=== Exercise aim ===
Determine how many lines in the entries below contain "status", and output that number alone.

--- START ---

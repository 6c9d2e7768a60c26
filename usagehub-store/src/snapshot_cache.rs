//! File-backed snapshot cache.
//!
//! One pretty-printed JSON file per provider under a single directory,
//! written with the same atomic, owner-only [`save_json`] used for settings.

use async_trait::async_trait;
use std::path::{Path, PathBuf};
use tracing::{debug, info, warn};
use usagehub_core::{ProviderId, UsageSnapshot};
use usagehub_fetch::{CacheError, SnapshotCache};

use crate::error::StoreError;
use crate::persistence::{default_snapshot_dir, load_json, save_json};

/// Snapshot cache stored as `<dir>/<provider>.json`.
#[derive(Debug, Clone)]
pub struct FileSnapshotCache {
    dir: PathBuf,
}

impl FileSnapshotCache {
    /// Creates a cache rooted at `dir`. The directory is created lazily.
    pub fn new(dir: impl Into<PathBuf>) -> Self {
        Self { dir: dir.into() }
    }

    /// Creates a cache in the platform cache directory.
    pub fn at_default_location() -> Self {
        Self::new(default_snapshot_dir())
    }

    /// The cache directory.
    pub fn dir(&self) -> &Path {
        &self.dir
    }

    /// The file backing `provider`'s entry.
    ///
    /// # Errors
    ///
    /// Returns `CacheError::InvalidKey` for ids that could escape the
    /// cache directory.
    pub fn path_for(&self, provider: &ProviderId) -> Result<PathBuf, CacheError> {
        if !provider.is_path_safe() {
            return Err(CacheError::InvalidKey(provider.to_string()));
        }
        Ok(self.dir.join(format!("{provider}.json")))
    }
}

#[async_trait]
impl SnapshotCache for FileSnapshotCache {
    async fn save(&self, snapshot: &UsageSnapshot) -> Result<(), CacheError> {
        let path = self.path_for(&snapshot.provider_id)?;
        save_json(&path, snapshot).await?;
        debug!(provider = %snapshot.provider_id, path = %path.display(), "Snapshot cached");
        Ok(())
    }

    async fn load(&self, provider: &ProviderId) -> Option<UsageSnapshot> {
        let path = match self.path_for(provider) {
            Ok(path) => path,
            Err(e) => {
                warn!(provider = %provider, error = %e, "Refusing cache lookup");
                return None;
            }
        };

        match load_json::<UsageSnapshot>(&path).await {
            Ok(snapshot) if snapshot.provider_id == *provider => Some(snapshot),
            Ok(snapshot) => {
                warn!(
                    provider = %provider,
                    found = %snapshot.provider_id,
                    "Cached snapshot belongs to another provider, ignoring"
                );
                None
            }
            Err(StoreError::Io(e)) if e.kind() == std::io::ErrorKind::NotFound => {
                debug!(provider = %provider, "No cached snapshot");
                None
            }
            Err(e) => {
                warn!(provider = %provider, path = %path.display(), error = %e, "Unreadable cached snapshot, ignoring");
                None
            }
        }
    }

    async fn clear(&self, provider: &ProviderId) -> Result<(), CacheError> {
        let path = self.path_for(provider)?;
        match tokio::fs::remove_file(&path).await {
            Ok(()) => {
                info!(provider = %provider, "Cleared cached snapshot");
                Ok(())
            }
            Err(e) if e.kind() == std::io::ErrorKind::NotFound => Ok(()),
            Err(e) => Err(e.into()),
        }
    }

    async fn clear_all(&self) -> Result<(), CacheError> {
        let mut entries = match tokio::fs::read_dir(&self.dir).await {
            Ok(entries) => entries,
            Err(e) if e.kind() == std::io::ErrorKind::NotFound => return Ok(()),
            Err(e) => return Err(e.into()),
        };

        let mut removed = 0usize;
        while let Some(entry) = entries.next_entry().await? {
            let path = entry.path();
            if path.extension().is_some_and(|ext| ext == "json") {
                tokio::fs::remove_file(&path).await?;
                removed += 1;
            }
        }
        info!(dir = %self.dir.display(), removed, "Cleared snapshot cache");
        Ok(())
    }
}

--- END ---
--- START ---

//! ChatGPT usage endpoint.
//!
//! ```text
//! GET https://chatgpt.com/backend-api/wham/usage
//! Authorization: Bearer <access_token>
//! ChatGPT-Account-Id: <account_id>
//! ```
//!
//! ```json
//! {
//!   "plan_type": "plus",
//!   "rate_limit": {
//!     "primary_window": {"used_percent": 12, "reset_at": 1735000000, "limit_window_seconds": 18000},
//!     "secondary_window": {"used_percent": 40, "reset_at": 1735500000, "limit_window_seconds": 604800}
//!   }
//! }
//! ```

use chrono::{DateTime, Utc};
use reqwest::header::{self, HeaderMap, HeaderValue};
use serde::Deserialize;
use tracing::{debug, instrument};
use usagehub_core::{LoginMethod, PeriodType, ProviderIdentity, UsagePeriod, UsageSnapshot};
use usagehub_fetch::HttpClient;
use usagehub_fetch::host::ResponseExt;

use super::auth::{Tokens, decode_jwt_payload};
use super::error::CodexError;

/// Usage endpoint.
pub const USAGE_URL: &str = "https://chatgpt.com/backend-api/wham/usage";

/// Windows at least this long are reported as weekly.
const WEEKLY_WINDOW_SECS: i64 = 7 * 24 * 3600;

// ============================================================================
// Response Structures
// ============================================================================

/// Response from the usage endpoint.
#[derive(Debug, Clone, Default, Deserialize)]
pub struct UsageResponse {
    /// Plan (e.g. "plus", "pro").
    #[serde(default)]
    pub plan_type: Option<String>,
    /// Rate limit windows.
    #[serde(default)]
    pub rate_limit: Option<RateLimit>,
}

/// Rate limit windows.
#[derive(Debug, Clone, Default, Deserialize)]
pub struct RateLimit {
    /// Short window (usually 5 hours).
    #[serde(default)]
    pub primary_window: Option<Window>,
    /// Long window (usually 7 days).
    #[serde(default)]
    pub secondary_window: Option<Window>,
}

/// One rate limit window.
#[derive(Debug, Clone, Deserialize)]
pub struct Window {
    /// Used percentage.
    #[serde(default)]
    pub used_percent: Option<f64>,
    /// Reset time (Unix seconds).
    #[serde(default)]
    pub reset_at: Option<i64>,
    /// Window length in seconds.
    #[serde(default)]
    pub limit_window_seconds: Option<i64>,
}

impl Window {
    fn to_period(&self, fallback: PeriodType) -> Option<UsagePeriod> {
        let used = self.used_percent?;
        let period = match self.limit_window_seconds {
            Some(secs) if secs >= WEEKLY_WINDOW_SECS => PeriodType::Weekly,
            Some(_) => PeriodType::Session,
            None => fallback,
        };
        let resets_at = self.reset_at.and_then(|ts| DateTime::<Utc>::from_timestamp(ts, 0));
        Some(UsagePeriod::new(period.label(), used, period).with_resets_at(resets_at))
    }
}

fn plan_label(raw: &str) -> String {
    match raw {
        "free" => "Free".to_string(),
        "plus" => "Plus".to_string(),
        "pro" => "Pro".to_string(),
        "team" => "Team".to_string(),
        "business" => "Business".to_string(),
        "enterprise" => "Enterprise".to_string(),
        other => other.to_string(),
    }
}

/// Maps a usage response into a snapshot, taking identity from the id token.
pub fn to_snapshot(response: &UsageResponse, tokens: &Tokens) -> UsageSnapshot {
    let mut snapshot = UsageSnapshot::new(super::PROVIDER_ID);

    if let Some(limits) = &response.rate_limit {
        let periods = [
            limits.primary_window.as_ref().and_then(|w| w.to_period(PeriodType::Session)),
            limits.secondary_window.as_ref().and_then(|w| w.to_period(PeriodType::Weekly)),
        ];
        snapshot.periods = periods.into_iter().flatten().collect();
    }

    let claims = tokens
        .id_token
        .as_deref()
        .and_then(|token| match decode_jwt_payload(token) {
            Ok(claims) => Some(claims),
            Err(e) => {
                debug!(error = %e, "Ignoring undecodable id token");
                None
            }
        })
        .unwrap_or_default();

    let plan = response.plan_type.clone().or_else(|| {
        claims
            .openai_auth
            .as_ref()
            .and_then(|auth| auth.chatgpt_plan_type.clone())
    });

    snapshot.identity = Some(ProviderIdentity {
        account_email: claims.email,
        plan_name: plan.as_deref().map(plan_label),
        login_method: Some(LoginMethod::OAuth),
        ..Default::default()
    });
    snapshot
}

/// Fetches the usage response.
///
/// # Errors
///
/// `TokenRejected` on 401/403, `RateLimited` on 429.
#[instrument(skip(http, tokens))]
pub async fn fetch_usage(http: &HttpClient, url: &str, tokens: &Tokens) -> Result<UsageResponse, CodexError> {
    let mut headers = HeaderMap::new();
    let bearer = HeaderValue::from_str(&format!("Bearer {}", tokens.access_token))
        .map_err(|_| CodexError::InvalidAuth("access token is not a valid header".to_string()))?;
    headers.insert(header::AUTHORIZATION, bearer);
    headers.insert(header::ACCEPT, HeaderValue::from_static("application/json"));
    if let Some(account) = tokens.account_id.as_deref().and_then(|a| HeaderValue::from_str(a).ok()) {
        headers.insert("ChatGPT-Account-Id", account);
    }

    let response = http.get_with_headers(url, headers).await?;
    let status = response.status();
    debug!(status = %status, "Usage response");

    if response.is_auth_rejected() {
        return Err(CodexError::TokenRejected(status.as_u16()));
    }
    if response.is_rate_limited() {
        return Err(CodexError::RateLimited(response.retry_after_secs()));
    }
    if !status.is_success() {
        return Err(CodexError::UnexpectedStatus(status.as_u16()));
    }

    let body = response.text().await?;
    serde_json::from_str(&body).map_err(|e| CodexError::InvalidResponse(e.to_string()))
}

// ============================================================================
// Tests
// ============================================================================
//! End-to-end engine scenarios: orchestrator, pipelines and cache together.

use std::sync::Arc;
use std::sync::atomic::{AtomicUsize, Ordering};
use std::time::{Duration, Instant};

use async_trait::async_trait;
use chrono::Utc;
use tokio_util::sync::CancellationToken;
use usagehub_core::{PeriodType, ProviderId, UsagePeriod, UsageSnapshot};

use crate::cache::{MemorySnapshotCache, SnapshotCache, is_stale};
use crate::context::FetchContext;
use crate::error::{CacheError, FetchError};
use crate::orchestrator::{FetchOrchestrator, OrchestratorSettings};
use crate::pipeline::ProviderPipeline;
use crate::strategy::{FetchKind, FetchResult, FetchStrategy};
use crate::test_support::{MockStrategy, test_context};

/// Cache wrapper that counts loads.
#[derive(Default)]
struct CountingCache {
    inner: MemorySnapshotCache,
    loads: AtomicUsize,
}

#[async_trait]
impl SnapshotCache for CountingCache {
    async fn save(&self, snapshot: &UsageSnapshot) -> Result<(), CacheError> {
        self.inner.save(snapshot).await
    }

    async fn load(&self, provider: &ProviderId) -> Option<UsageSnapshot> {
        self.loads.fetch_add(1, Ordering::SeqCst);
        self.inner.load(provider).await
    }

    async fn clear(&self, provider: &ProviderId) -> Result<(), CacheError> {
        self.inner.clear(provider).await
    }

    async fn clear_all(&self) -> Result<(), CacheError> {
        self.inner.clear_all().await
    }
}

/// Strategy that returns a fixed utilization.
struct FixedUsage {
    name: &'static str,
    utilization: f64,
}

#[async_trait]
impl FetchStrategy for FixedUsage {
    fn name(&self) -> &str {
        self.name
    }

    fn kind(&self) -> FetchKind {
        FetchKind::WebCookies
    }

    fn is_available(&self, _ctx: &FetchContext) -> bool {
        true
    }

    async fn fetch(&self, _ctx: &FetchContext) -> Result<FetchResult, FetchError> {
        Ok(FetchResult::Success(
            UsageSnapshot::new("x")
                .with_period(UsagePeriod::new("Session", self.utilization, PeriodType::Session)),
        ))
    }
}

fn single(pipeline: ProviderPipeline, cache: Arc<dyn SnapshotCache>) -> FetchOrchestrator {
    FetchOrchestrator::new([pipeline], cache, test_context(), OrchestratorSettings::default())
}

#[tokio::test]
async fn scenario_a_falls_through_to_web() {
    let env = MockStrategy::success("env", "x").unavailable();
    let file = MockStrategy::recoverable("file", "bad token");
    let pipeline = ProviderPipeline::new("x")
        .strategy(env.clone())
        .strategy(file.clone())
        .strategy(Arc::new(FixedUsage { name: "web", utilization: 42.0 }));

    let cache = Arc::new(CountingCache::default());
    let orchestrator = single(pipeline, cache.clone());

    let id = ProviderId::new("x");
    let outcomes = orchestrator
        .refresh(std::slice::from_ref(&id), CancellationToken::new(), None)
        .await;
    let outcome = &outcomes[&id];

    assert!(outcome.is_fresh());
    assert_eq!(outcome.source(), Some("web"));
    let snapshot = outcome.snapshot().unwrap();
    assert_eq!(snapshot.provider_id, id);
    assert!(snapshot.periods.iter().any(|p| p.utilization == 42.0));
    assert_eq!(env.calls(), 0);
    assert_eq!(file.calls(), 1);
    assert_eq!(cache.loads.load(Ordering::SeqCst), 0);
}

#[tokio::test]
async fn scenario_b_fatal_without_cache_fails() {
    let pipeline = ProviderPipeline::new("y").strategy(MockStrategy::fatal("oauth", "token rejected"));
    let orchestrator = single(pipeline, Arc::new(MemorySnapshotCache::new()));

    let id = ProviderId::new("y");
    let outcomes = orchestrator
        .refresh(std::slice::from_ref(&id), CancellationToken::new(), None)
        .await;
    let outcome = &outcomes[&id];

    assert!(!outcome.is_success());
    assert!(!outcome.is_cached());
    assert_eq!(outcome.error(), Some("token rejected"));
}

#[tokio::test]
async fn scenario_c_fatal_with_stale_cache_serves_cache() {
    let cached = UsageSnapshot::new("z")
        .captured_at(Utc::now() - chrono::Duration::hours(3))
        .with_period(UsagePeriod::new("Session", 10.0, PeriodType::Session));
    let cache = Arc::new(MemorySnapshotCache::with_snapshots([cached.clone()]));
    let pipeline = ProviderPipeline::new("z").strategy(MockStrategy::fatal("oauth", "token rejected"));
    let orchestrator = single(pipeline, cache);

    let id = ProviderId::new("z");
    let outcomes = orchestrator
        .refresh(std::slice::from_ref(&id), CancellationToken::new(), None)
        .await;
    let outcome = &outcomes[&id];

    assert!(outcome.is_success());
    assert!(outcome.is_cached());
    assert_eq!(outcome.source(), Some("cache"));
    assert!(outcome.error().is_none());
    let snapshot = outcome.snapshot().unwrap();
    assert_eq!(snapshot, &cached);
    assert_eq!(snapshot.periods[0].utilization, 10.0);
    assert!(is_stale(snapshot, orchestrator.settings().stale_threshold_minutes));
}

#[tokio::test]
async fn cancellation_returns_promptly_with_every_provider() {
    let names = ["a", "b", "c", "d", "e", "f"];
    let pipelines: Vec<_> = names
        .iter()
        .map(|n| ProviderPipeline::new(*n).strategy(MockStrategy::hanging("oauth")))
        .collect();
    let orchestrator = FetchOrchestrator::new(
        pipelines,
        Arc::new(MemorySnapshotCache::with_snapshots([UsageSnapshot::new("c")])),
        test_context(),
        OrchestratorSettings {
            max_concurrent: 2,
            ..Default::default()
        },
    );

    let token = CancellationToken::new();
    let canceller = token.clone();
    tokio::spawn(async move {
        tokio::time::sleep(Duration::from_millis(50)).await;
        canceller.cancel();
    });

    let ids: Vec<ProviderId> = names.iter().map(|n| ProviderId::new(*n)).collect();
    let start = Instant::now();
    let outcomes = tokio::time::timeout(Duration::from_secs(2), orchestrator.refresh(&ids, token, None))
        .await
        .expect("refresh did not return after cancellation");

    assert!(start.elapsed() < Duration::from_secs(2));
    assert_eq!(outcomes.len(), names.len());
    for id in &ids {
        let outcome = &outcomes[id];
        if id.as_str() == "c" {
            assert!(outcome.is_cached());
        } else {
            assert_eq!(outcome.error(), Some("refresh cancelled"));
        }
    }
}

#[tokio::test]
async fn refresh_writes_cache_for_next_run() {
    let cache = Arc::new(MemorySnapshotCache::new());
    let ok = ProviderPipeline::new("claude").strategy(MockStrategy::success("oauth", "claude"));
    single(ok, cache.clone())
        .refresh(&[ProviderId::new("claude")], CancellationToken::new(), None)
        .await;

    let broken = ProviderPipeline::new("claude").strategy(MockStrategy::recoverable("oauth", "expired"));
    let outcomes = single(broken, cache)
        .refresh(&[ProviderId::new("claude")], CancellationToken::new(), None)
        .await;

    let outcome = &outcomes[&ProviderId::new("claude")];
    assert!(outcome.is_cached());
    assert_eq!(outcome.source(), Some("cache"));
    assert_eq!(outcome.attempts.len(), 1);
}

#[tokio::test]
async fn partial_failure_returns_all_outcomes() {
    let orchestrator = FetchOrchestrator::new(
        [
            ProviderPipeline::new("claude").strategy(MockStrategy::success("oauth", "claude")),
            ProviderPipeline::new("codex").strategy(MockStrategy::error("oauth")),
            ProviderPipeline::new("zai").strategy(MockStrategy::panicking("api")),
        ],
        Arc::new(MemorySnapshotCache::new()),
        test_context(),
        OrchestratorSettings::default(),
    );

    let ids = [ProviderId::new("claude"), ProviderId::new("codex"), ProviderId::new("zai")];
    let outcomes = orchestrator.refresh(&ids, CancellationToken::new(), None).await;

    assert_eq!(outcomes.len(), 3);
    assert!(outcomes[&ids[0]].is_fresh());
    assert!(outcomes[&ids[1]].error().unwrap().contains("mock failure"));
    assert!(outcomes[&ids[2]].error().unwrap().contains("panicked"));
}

--- END ---

=== Result below ===
5